Reminiscent of the Isaiah reading of transforming swords into ploughshares, the centurion turns his powerful position into an advocate’s position, He humbles himself before a person he could legally oppress, and clearly trusts that if he will take the risk, his request will be fulfilled. His asks healing not for a family member or another person of his military rank, but rather, for a person who has no standing at all in his household: a servant. His request, in that day and age, was out of place and out of tradition, a sign of his commitment to everyone in his household.

The centurion shows us an aspect of leadership that is crucial to our fight against AIDS. He assumes the responsibility that comes with authority, by asking for his servant to be healed. In saying “For I also am a man under authority …” he acknowledges the authority with which this Jew, Jesus, preaches and heals. How extraordinary for those times!
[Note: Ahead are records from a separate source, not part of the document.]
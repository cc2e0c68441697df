use crate::{
    authentication::permissions::ActionType,
    error::{Error, HtmlError},
    jwt::SessionData,
    pagination::Pagination,
    payload::ValidRecipe,
    schema::{Recipe, Uuid},
    QueryError,
};

use sqlx::{FromRow, Pool, Postgres, QueryBuilder, Transaction};

use super::{ensure_ingredients_exist, ensure_tags_exist};

#[derive(FromRow)]
struct RecipeRow {
    #[sqlx(flatten)]
    recipe: Recipe,
    count: i64,
}

/// Narrowing applied to the recipe list.
#[derive(Debug, Default, Clone, PartialEq)]
pub struct RecipeFilter {
    pub author: Option<Uuid>,
    pub tags: Vec<String>,
    pub is_favorited: bool,
    pub is_in_shopping_cart: bool,
}

pub async fn fetch_recipes(
    filter: &RecipeFilter,
    viewer: Option<Uuid>,
    pagination: &Pagination,
    pool: &Pool<Postgres>,
) -> Result<(Vec<Recipe>, i64), Error> {
    let needs_viewer = filter.is_favorited || filter.is_in_shopping_cart;
    if needs_viewer && viewer.is_none() {
        return Ok((vec![], 0));
    }

    let mut query: QueryBuilder<Postgres> = QueryBuilder::new(
        "SELECT r.id, r.author_id, r.name, r.image, r.text, r.cooking_time, COUNT(*) OVER() AS count FROM recipes r WHERE TRUE",
    );

    if let Some(author) = filter.author {
        query.push(" AND r.author_id = ").push_bind(author);
    }
    if !filter.tags.is_empty() {
        query
            .push(" AND EXISTS (SELECT 1 FROM recipe_tags rt INNER JOIN tags t ON t.id = rt.tag_id WHERE rt.recipe_id = r.id AND t.slug = ANY(")
            .push_bind(filter.tags.to_owned())
            .push("))");
    }
    if let Some(viewer) = viewer {
        if filter.is_favorited {
            query
                .push(" AND EXISTS (SELECT 1 FROM favorites f WHERE f.recipe_id = r.id AND f.user_id = ")
                .push_bind(viewer)
                .push(")");
        }
        if filter.is_in_shopping_cart {
            query
                .push(" AND EXISTS (SELECT 1 FROM purchases p WHERE p.recipe_id = r.id AND p.user_id = ")
                .push_bind(viewer)
                .push(")");
        }
    }

    query
        .push(" ORDER BY r.pub_date DESC, r.id DESC LIMIT ")
        .push_bind(pagination.limit)
        .push(" OFFSET ")
        .push_bind(pagination.offset());

    let rows: Vec<RecipeRow> = query
        .build_query_as()
        .fetch_all(pool)
        .await
        .map_err(QueryError::from)?;

    pagination.ensure_in_range(rows.len())?;
    let total_count = rows.first().map(|r| r.count).unwrap_or(0);
    Ok((rows.into_iter().map(|r| r.recipe).collect(), total_count))
}

pub async fn get_recipe(id: Uuid, pool: &Pool<Postgres>) -> Result<Option<Recipe>, Error> {
    let row: Option<Recipe> = sqlx::query_as(
        "SELECT id, author_id, name, image, text, cooking_time FROM recipes WHERE id = $1",
    )
    .bind(id)
    .fetch_optional(pool)
    .await
    .map_err(QueryError::from)?;

    Ok(row)
}

pub async fn require_recipe(id: Uuid, pool: &Pool<Postgres>) -> Result<Recipe, Error> {
    get_recipe(id, pool)
        .await?
        .ok_or_else(|| HtmlError::NotFound.new("No recipe exists with specified id"))
}

/// Loads a recipe the session is allowed to modify: its own, or any for admins.
pub async fn get_recipe_mut(
    id: Uuid,
    session: &SessionData,
    pool: &Pool<Postgres>,
) -> Result<Recipe, Error> {
    session.authenticate(ActionType::ManageOwnRecipes)?;
    let recipe = require_recipe(id, pool).await?;

    match session.authenticate(ActionType::ManageAllRecipes) {
        Ok(_) => Ok(recipe),
        Err(_) if recipe.author_id == session.user_id => Ok(recipe),
        Err(e) => Err(e),
    }
}

pub async fn list_author_recipes(
    author_id: Uuid,
    limit: Option<i64>,
    pool: &Pool<Postgres>,
) -> Result<Vec<Recipe>, Error> {
    let rows: Vec<Recipe> = sqlx::query_as(
        "
        SELECT id, author_id, name, image, text, cooking_time
        FROM recipes
        WHERE author_id = $1
        ORDER BY pub_date DESC, id DESC
        LIMIT $2
    ",
    )
    .bind(author_id)
    .bind(limit)
    .fetch_all(pool)
    .await
    .map_err(QueryError::from)?;

    Ok(rows)
}

pub async fn count_author_recipes(author_id: Uuid, pool: &Pool<Postgres>) -> Result<i64, Error> {
    let count: (i64,) = sqlx::query_as("SELECT COUNT(*) FROM recipes WHERE author_id = $1")
        .bind(author_id)
        .fetch_one(pool)
        .await
        .map_err(QueryError::from)?;

    Ok(count.0)
}

/// Inserts a recipe owned by `author_id` together with its ingredient lines
/// and tags. Nothing is written unless every step succeeds.
pub async fn create_recipe(
    author_id: Uuid,
    recipe: &ValidRecipe,
    image: &str,
    pool: &Pool<Postgres>,
) -> Result<Uuid, Error> {
    let mut tr = pool.begin().await.map_err(QueryError::from)?;

    let id: (Uuid,) = sqlx::query_as(
        "
        INSERT INTO recipes (author_id, name, image, text, cooking_time)
        VALUES ($1, $2, $3, $4, $5)
        RETURNING id
    ",
    )
    .bind(author_id)
    .bind(&recipe.name)
    .bind(image)
    .bind(&recipe.text)
    .bind(recipe.cooking_time)
    .fetch_one(&mut *tr)
    .await
    .map_err(QueryError::from)?;

    replace_recipe_links(id.0, recipe, &mut tr).await?;

    tr.commit().await.map_err(QueryError::from)?;
    log::info!("> Recipe {} created by {}", id.0, author_id);

    Ok(id.0)
}

pub async fn update_recipe(
    id: Uuid,
    recipe: &ValidRecipe,
    image: &str,
    pool: &Pool<Postgres>,
) -> Result<(), Error> {
    let mut tr = pool.begin().await.map_err(QueryError::from)?;

    sqlx::query(
        "UPDATE recipes SET name = $1, image = $2, text = $3, cooking_time = $4 WHERE id = $5",
    )
    .bind(&recipe.name)
    .bind(image)
    .bind(&recipe.text)
    .bind(recipe.cooking_time)
    .bind(id)
    .execute(&mut *tr)
    .await
    .map_err(QueryError::from)?;

    replace_recipe_links(id, recipe, &mut tr).await?;

    tr.commit().await.map_err(QueryError::from)?;

    Ok(())
}

/// Swaps the ingredient lines and tag links of a recipe for the ones in
/// `recipe`. Referenced tags and ingredients must exist.
pub async fn replace_recipe_links(
    recipe_id: Uuid,
    recipe: &ValidRecipe,
    tr: &mut Transaction<'_, Postgres>,
) -> Result<(), Error> {
    let ingredient_ids: Vec<Uuid> = recipe.ingredients.iter().map(|i| i.id).collect();
    ensure_ingredients_exist(&ingredient_ids, tr).await?;
    ensure_tags_exist(&recipe.tags, tr).await?;

    sqlx::query("DELETE FROM recipe_ingredients WHERE recipe_id = $1")
        .bind(recipe_id)
        .execute(&mut **tr)
        .await
        .map_err(QueryError::from)?;

    sqlx::query("DELETE FROM recipe_tags WHERE recipe_id = $1")
        .bind(recipe_id)
        .execute(&mut **tr)
        .await
        .map_err(QueryError::from)?;

    let mut parts: QueryBuilder<Postgres> =
        QueryBuilder::new("INSERT INTO recipe_ingredients (recipe_id, ingredient_id, amount) ");
    parts.push_values(&recipe.ingredients, |mut row, part| {
        row.push_bind(recipe_id)
            .push_bind(part.id)
            .push_bind(part.amount);
    });
    parts
        .build()
        .execute(&mut **tr)
        .await
        .map_err(QueryError::from)?;

    let mut tags: QueryBuilder<Postgres> =
        QueryBuilder::new("INSERT INTO recipe_tags (recipe_id, tag_id) ");
    tags.push_values(&recipe.tags, |mut row, tag| {
        row.push_bind(recipe_id).push_bind(*tag);
    });
    tags.build()
        .execute(&mut **tr)
        .await
        .map_err(QueryError::from)?;

    Ok(())
}

/// Deletes a recipe; association rows go with it through `ON DELETE CASCADE`.
/// ATTENTION: DOES NOT CHECK FOR OWNERSHIP BY ITSELF
pub async fn delete_recipe(id: Uuid, pool: &Pool<Postgres>) -> Result<(), Error> {
    sqlx::query("DELETE FROM recipes WHERE id = $1")
        .bind(id)
        .execute(pool)
        .await
        .map_err(QueryError::from)?;

    Ok(())
}

#[cfg(test)]
mod tests {
    use super::*;
    use crate::{
        actions::{
            add_to_list, fixtures, list_recipe_parts, list_recipe_tags, RecipeList,
        },
        schema::UserRole,
    };

    async fn recipe_count(pool: &Pool<Postgres>) -> i64 {
        let count: (i64,) = sqlx::query_as("SELECT COUNT(*) FROM recipes")
            .fetch_one(pool)
            .await
            .unwrap();
        count.0
    }

    fn session(user_id: Uuid, role: UserRole) -> SessionData {
        SessionData {
            user_id,
            username: String::from("cook"),
            role,
        }
    }

    #[sqlx::test(migrations = "./migrations")]
    async fn unknown_ingredient_writes_nothing(pool: Pool<Postgres>) {
        let cook = fixtures::user(&pool, "cook").await;
        let lunch = fixtures::tag(&pool, "lunch").await;
        let recipe = fixtures::valid_recipe("Soup", &[(999, 5)], &[lunch]);

        let error = create_recipe(cook, &recipe, "recipes/images/x.png", &pool)
            .await
            .unwrap_err();

        assert_eq!(error.code, 400);
        assert_eq!(recipe_count(&pool).await, 0);
    }

    #[sqlx::test(migrations = "./migrations")]
    async fn failed_update_keeps_previous_links(pool: Pool<Postgres>) {
        let cook = fixtures::user(&pool, "cook").await;
        let salt = fixtures::ingredient(&pool, "Salt", "g").await;
        let lunch = fixtures::tag(&pool, "lunch").await;
        let soup = fixtures::recipe(&pool, cook, "Soup", &[(salt, 5)], &[lunch]).await;

        let broken = fixtures::valid_recipe("Renamed", &[(salt, 7)], &[lunch, 999]);
        let error = update_recipe(soup, &broken, "recipes/images/y.png", &pool)
            .await
            .unwrap_err();
        assert_eq!(error.code, 400);

        let stored = require_recipe(soup, &pool).await.unwrap();
        assert_eq!(stored.name, "Soup");
        assert_eq!(stored.image, "recipes/images/x.png");

        let parts = list_recipe_parts(&pool, soup).await.unwrap();
        assert_eq!(parts.len(), 1);
        assert_eq!(parts[0].amount, 5);
        let tags = list_recipe_tags(&pool, soup).await.unwrap();
        assert_eq!(tags.iter().map(|t| t.id).collect::<Vec<_>>(), vec![lunch]);
    }

    #[sqlx::test(migrations = "./migrations")]
    async fn update_replaces_links(pool: Pool<Postgres>) {
        let cook = fixtures::user(&pool, "cook").await;
        let salt = fixtures::ingredient(&pool, "Salt", "g").await;
        let rice = fixtures::ingredient(&pool, "Rice", "g").await;
        let lunch = fixtures::tag(&pool, "lunch").await;
        let dinner = fixtures::tag(&pool, "dinner").await;
        let soup = fixtures::recipe(&pool, cook, "Soup", &[(salt, 5)], &[lunch]).await;

        let changed = fixtures::valid_recipe("Rice soup", &[(rice, 200), (salt, 3)], &[dinner]);
        update_recipe(soup, &changed, "recipes/images/x.png", &pool)
            .await
            .unwrap();

        let parts = list_recipe_parts(&pool, soup).await.unwrap();
        assert_eq!(
            parts.iter().map(|p| (p.id, p.amount)).collect::<Vec<_>>(),
            vec![(rice, 200), (salt, 3)]
        );
        let tags = list_recipe_tags(&pool, soup).await.unwrap();
        assert_eq!(tags.iter().map(|t| t.id).collect::<Vec<_>>(), vec![dinner]);
    }

    #[sqlx::test(migrations = "./migrations")]
    async fn only_owner_or_admin_may_modify(pool: Pool<Postgres>) {
        let cook = fixtures::user(&pool, "cook").await;
        let guest = fixtures::user(&pool, "guest").await;
        let salt = fixtures::ingredient(&pool, "Salt", "g").await;
        let lunch = fixtures::tag(&pool, "lunch").await;
        let soup = fixtures::recipe(&pool, cook, "Soup", &[(salt, 5)], &[lunch]).await;

        assert!(get_recipe_mut(soup, &session(cook, UserRole::User), &pool).await.is_ok());
        assert!(get_recipe_mut(soup, &session(guest, UserRole::Admin), &pool).await.is_ok());

        let error = get_recipe_mut(soup, &session(guest, UserRole::User), &pool)
            .await
            .unwrap_err();
        assert_eq!(error.code, 403);
    }

    #[sqlx::test(migrations = "./migrations")]
    async fn list_filters_and_pages(pool: Pool<Postgres>) {
        let cook = fixtures::user(&pool, "cook").await;
        let other = fixtures::user(&pool, "other").await;
        let salt = fixtures::ingredient(&pool, "Salt", "g").await;
        let lunch = fixtures::tag(&pool, "lunch").await;
        let dinner = fixtures::tag(&pool, "dinner").await;
        let soup = fixtures::recipe(&pool, cook, "Soup", &[(salt, 5)], &[lunch]).await;
        let stew = fixtures::recipe(&pool, other, "Stew", &[(salt, 3)], &[dinner]).await;
        add_to_list(RecipeList::Favorites, cook, stew, &pool).await.unwrap();

        let first = Pagination::new(1, 6);
        let (all, count) = fetch_recipes(&RecipeFilter::default(), None, &first, &pool)
            .await
            .unwrap();
        assert_eq!(count, 2);
        assert_eq!(all.iter().map(|r| r.id).collect::<Vec<_>>(), vec![stew, soup]);

        let by_tag = RecipeFilter {
            tags: vec![String::from("lunch")],
            ..Default::default()
        };
        let (tagged, _) = fetch_recipes(&by_tag, None, &first, &pool).await.unwrap();
        assert_eq!(tagged.iter().map(|r| r.id).collect::<Vec<_>>(), vec![soup]);

        let by_author = RecipeFilter {
            author: Some(other),
            ..Default::default()
        };
        let (authored, _) = fetch_recipes(&by_author, None, &first, &pool).await.unwrap();
        assert_eq!(authored.iter().map(|r| r.id).collect::<Vec<_>>(), vec![stew]);

        let favorited = RecipeFilter {
            is_favorited: true,
            ..Default::default()
        };
        let (mine, _) = fetch_recipes(&favorited, Some(cook), &first, &pool).await.unwrap();
        assert_eq!(mine.iter().map(|r| r.id).collect::<Vec<_>>(), vec![stew]);
        let (anonymous, count) = fetch_recipes(&favorited, None, &first, &pool).await.unwrap();
        assert!(anonymous.is_empty());
        assert_eq!(count, 0);

        let error = fetch_recipes(&RecipeFilter::default(), None, &Pagination::new(5, 6), &pool)
            .await
            .unwrap_err();
        assert_eq!(error.code, 404);
    }
}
What is the parallel for our time? HIV and AIDS highlight all of the places where the “outsiders” live with injustice, where people are paralyzed socially and economically by stigma and by limited access to services and medicines. And our societies are paralyzed and in “terrible distress” as long as people have inadequate nutrition to keep their bodies healthy; as long as national foreign debt restricts access to education and health services; as long as trade agreements prevent access to medicines; and as long as those who suffer have no voice in the decisions that affect their lives. We live in moral paralysis and spiritual distress. Who will speak for our sisters and brothers who live with HIV and AIDS, for the children who are orphaned? Who will request that they be healed?

The world’s leaders have signed major United Nations documents which commit them to enact into place national strategies, legislating and funding for the prevention, care and treatment of HIV and AIDS, as well as programs for orphans and vulnerable children. As this new century began, they also committed to address the most pressing needs of our day through the Millennium Development Goals, the sixth of which was to have halted and begun to reverse the spread of HIV and AIDS by 2015. How long will that goal be delayed due to unkept promises? As the centurion risked his military and social reputation by speaking with the Jewish healer for a servant, we can do no less: we must speak out, move our leaders and form policy and action for an AIDS free world.

Culturally, the centurion makes a wise decision. He knows that as a Jew, Jesus would be defiled if he entered the home of a Gentile. Therefore, the centurion did not ask him to his house, but told him that his word would be enough. Our work with leaders and policy must take into account the cultures with which we propose policies and programs. This pandemic will not be controlled if authority is misused, if peoples’ cultures and traditions are not understood and respected.

At the end of today’s gospel, after marveling at the amazing faith and humility of this man, Jesus says, “[M]any will come from east and west and will eat with Abraham and Isaac and Jacob in the kingdom of heaven.” For Jesus, there was never an issue of status, ethnicity, culture or power. All people will have access to the “Kingdom.” It is so often said that the HIV virus knows no boundaries: race, gender, religion, economic status, addictions, sexual orientation … As the virus knows no boundaries, so should our efforts and those of our leaders know no boundaries. Our commitment is to all persons, “from east and west,” servants and centurions alike, and it is past time to demand that our leaders keep the promises.